How YOU doin’?


As I’ve inelegantly noted before, I hardly ever get hit on anymore.  This really shouldn’t matter to me, because the ostensible purpose of hitting or being hit on is to find a new sexual or romantic partner, and part of me and Collin’s marriage deal is that we’re not going to have any of those.  But what can I say, the patriarchy has thoroughly warped me, and I enjoy external validation in the form of strangers expressing interest in banging me.

I tell myself it’s about me not sending out those “come and get me” vibes, because I’m spoken for.  I tell myself it’s because they see I’m wearing a wedding ring. I tell myself it’s because I cut off my hair, but screw them, my hair is super cute and so much easier now.

But then I get dark and tell myself it’s just because I’m not 22 anymore, and I’m not a size 2 anymore, and I cut my hair off and now I look like an old boring lesbian, not even a cute lesbian because chicks aren’t hitting on me either.  And again, I SHOULDN’T CARE, because really, all I’m missing is the opportunity to reject someone, and that isn’t ever fun, but god. I do.  I know it’s lame.

This weekend I went dancing at a hipster bar in a suit and tie.  With my makeup photoshoot-ready and my hair in a fauxhawk.  On the way over I told my friend Liz, “If I don’t get hit on by any lesbians tonight, I just give up.”

[Photo by Lou Stein]

And then I did get hit on by the same chick twice (I think she was drunk enough that she forgot me in between), and I was like, “YEAH! STILL GOT IT!”  And then I got hit on by a series of dudes, one of whom GAVE ME A ROSE (after saying, “I thought you were someone else, so I got you this, but you should have it anyway”).  [So yeah, um, I was apparently getting hit on at least half the time out of confusion, but I'm not going to let that bring me down too much.  This is my pointless point of pride, I make the rules!]

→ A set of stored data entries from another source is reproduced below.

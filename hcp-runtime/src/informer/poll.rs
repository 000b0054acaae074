//! Periodic-list informer.

use super::{EventHandler, Informer, InformerState, ResourceEvent};
use crate::BoxError;
use async_trait::async_trait;
use std::hash::Hash;
use std::sync::Arc;
use std::time::Duration;
use tokio::sync::{mpsc, Mutex};
use tokio_util::sync::CancellationToken;
use tracing::{debug, warn};

/// Produces the full current population of one resource kind.
#[async_trait]
pub trait SnapshotLister<T>: Send + Sync + 'static {
    async fn list(&self) -> Result<Vec<T>, BoxError>;
}

/// Informer over a lister: every resync tick it takes a fresh snapshot and
/// emits the symmetric difference against the previous one.
///
/// Snapshots travel over a single-producer/single-consumer channel and are
/// diffed serially, which is what makes the handler contract hold.
pub struct PollInformer<K, T> {
    lister: Arc<dyn SnapshotLister<T>>,
    key_of: Arc<dyn Fn(&T) -> K + Send + Sync>,
    interval: Duration,
    state: Mutex<InformerState<K, T>>,
}

impl<K, T> PollInformer<K, T>
where
    K: Eq + Hash + Clone + Send + 'static,
    T: Clone + PartialEq + Send + Sync + 'static,
{
    pub fn new(
        lister: Arc<dyn SnapshotLister<T>>,
        key_of: impl Fn(&T) -> K + Send + Sync + 'static,
        interval: Duration,
    ) -> Self {
        Self {
            lister,
            key_of: Arc::new(key_of),
            interval,
            state: Mutex::new(InformerState::default()),
        }
    }

    /// Takes one snapshot and feeds it through the differ. Exposed so tests
    /// and bootstrap paths can resync without waiting for the tick.
    pub async fn resync_now(&self) -> Result<(), BoxError> {
        let snapshot = self.lister.list().await?;
        let mut state = self.state.lock().await;
        state.apply_snapshot(|item| (self.key_of)(item), snapshot).await;
        Ok(())
    }
}

#[async_trait]
impl<K, T> Informer<T> for PollInformer<K, T>
where
    K: Eq + Hash + Clone + Send + Sync + 'static,
    T: Clone + PartialEq + Send + Sync + 'static,
{
    async fn register(&self, handler: Box<dyn EventHandler<T>>) {
        let mut state = self.state.lock().await;
        for item in state.known.values() {
            handler.handle(ResourceEvent::Added(item.clone())).await;
        }
        state.handlers.push(handler);
    }

    async fn run(&self, shutdown: CancellationToken) {
        let (tx, mut rx) = mpsc::channel::<Vec<T>>(1);

        let producer = {
            let lister = Arc::clone(&self.lister);
            let shutdown = shutdown.clone();
            let interval = self.interval;
            async move {
                loop {
                    tokio::select! {
                        () = shutdown.cancelled() => break,
                        () = tokio::time::sleep(interval) => {}
                    }
                    match lister.list().await {
                        Ok(snapshot) => {
                            if tx.send(snapshot).await.is_err() {
                                break;
                            }
                        }
                        Err(error) => warn!(%error, "listing snapshot failed, keeping previous view"),
                    }
                }
            }
        };

        let consumer = async {
            loop {
                let Some(snapshot) = rx.recv().await else { break };
                debug!(items = snapshot.len(), "applying snapshot");
                let mut state = self.state.lock().await;
                state.apply_snapshot(|item| (self.key_of)(item), snapshot).await;
            }
        };

        tokio::join!(producer, consumer);
    }
}
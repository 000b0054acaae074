//! Delivery of asynchronous operation-completion notifications.

use async_trait::async_trait;
use hcp_core::documents::OperationDocument;
use hcp_core::{CloudError, ProvisioningState, ResourceId};
use http::StatusCode;
use serde::Serialize;
use thiserror::Error;

/// The JSON body POSTed to an operation's notification URI.
#[derive(Debug, Clone, PartialEq, Eq, Serialize)]
#[serde(rename_all = "camelCase")]
pub struct NotificationPayload {
    pub id: ResourceId,
    pub status: ProvisioningState,
    #[serde(skip_serializing_if = "Option::is_none")]
    pub error: Option<CloudError>,
}

impl NotificationPayload {
    #[must_use]
    pub fn for_operation(op: &OperationDocument) -> Self {
        Self {
            id: op.id.clone(),
            status: op.state,
            error: op.error.clone(),
        }
    }
}

#[derive(Debug, Error)]
pub enum NotifyError {
    /// The endpoint answered with status >= 400; the payload will be
    /// retried on the next reconcile until accepted.
    #[error("notification endpoint rejected payload with {0}")]
    Rejected(StatusCode),
    #[error("notification transport failure")]
    Transport(#[from] reqwest::Error),
}

#[async_trait]
pub trait NotificationClient: Send + Sync + 'static {
    async fn notify(&self, uri: &str, payload: &NotificationPayload) -> Result<(), NotifyError>;
}

/// POSTs payloads over HTTP.
#[derive(Clone, Default)]
pub struct HttpNotifier {
    http: reqwest::Client,
}

impl HttpNotifier {
    #[must_use]
    pub fn new(http: reqwest::Client) -> Self {
        Self { http }
    }
}

#[async_trait]
impl NotificationClient for HttpNotifier {
    async fn notify(&self, uri: &str, payload: &NotificationPayload) -> Result<(), NotifyError> {
        let response = self.http.post(uri).json(payload).send().await?;
        let status = response.status();
        if status.is_client_error() || status.is_server_error() {
            return Err(NotifyError::Rejected(status));
        }
        Ok(())
    }
}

So, the lesson is, if you would like to get hit on at a bar, wear a necktie.  It gets people’s attention and gives them an icebreaker.

And now I offer this subject up to the forum.  Do you married/relationshipped people get hit on less now, and if so do you miss it?  Do you single people want to get hit on more, less, or just less creepily?  I ask not only out of curiosity, but as a resource for some of my single friends who are genuinely perplexed as to how to appropriately approach an attractive stranger in a bar.  Tell me your best stories of being hit on and hitting on others!  Anonymously, if you wish!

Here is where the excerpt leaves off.